* What to do *
Only the number is needed: how many lines of the records include "TimedOut"?

* Provided records *
//! Fixed-interval bounded polling.
//!
//! Service readiness, process detection, vendor window detection and device
//! readiness all share `poll_until`. There is no backoff.

use crate::cancel::CancelToken;
use std::time::{Duration, Instant};

/// How often and how many times to check a condition.
#[derive(Debug, Clone, Copy, PartialEq, Eq)]
pub struct PollSpec {
    pub interval: Duration,
    pub max_attempts: u32,
}

impl PollSpec {
    /// Check every `interval` for at most `max_wait`.
    ///
    /// At least one check is always made.
    pub fn bounded(interval: Duration, max_wait: Duration) -> Self {
        let max_attempts = if interval.is_zero() {
            1
        } else {
            (max_wait.as_millis() / interval.as_millis()).clamp(1, u32::MAX as u128) as u32
        };
        Self {
            interval,
            max_attempts,
        }
    }

    /// Check exactly `max_attempts` times (at least once), `interval` apart.
    pub fn attempts(max_attempts: u32, interval: Duration) -> Self {
        Self {
            interval,
            max_attempts: max_attempts.max(1),
        }
    }

    /// Same attempt count with no sleeping between checks.
    pub fn immediate(self) -> Self {
        Self {
            interval: Duration::ZERO,
            ..self
        }
    }

    /// Upper bound of the time spent sleeping.
    pub fn max_wait(&self) -> Duration {
        self.interval * self.max_attempts.saturating_sub(1)
    }
}

/// Result of a bounded poll.
#[derive(Debug, Clone, Copy, PartialEq, Eq)]
pub enum PollOutcome {
    /// The predicate held on check number `attempts`.
    Reached { attempts: u32, elapsed: Duration },

    /// Every check failed.
    TimedOut { attempts: u32, elapsed: Duration },

    /// The cancel token fired before the predicate held.
    Cancelled,
}

impl PollOutcome {
    pub fn is_reached(&self) -> bool {
        matches!(self, PollOutcome::Reached { .. })
    }

    pub fn is_cancelled(&self) -> bool {
        matches!(self, PollOutcome::Cancelled)
    }

    pub fn elapsed(&self) -> Option<Duration> {
        match self {
            PollOutcome::Reached { elapsed, .. } | PollOutcome::TimedOut { elapsed, .. } => {
                Some(*elapsed)
            }
            PollOutcome::Cancelled => None,
        }
    }
}

/// Check `predicate` until it returns true, the attempts run out, or
/// `cancel` fires. Checks first and sleeps only between checks.
pub fn poll_until<F>(spec: PollSpec, cancel: &CancelToken, mut predicate: F) -> PollOutcome
where
    F: FnMut() -> bool,
{
    let started = Instant::now();
    let max_attempts = spec.max_attempts.max(1);

    for attempt in 1..=max_attempts {
        if cancel.is_cancelled() {
            return PollOutcome::Cancelled;
        }
        if predicate() {
            return PollOutcome::Reached {
                attempts: attempt,
                elapsed: started.elapsed(),
            };
        }
        if attempt < max_attempts && !cancel.sleep(spec.interval) {
            return PollOutcome::Cancelled;
        }
    }

    PollOutcome::TimedOut {
        attempts: max_attempts,
        elapsed: started.elapsed(),
    }
}

#[cfg(test)]
mod tests {
    use super::*;

    #[test]
    fn test_bounded_attempts() {
        let spec = PollSpec::bounded(Duration::from_secs(2), Duration::from_secs(30));
        assert_eq!(spec.max_attempts, 15);
        assert_eq!(spec.max_wait(), Duration::from_secs(28));

        let spec = PollSpec::bounded(Duration::from_secs(5), Duration::from_secs(1));
        assert_eq!(spec.max_attempts, 1);

        let spec = PollSpec::bounded(Duration::ZERO, Duration::from_secs(60));
        assert_eq!(spec.max_attempts, 1);
    }

    #[test]
    fn test_immediate_keeps_attempts() {
        let spec = PollSpec::bounded(Duration::from_secs(2), Duration::from_secs(60)).immediate();
        assert_eq!(spec.max_attempts, 30);
        assert_eq!(spec.interval, Duration::ZERO);
    }

    #[test]
    fn test_reached_on_first_check() {
        let mut calls = 0;
        let outcome = poll_until(PollSpec::attempts(5, Duration::ZERO), &CancelToken::new(), || {
            calls += 1;
            true
        });
        assert!(matches!(outcome, PollOutcome::Reached { attempts: 1, .. }));
        assert_eq!(calls, 1);
    }

    #[test]
    fn test_reached_after_several_checks() {
        let mut calls = 0;
        let outcome = poll_until(PollSpec::attempts(5, Duration::ZERO), &CancelToken::new(), || {
            calls += 1;
            calls == 3
        });
        assert!(matches!(outcome, PollOutcome::Reached { attempts: 3, .. }));
    }

    #[test]
    fn test_times_out_without_error() {
        let mut calls = 0;
        let outcome = poll_until(PollSpec::attempts(4, Duration::ZERO), &CancelToken::new(), || {
            calls += 1;
            false
        });
        assert!(matches!(outcome, PollOutcome::TimedOut { attempts: 4, .. }));
        assert_eq!(calls, 4);
        assert!(!outcome.is_reached());
    }

    #[test]
    fn test_cancelled_before_first_check() {
        let cancel = CancelToken::new();
        cancel.cancel();
        let mut calls = 0;
        let outcome = poll_until(PollSpec::attempts(4, Duration::ZERO), &cancel, || {
            calls += 1;
            true
        });
        assert!(outcome.is_cancelled());
        assert_eq!(calls, 0);
    }

    #[test]
    fn test_cancel_from_predicate_stops_polling() {
        let cancel = CancelToken::new();
        let mut calls = 0;
        let outcome = poll_until(PollSpec::attempts(10, Duration::ZERO), &cancel, || {
            calls += 1;
            cancel.cancel();
            false
        });
        assert!(outcome.is_cancelled());
        assert_eq!(calls, 1);
    }
}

* Output for this task *
4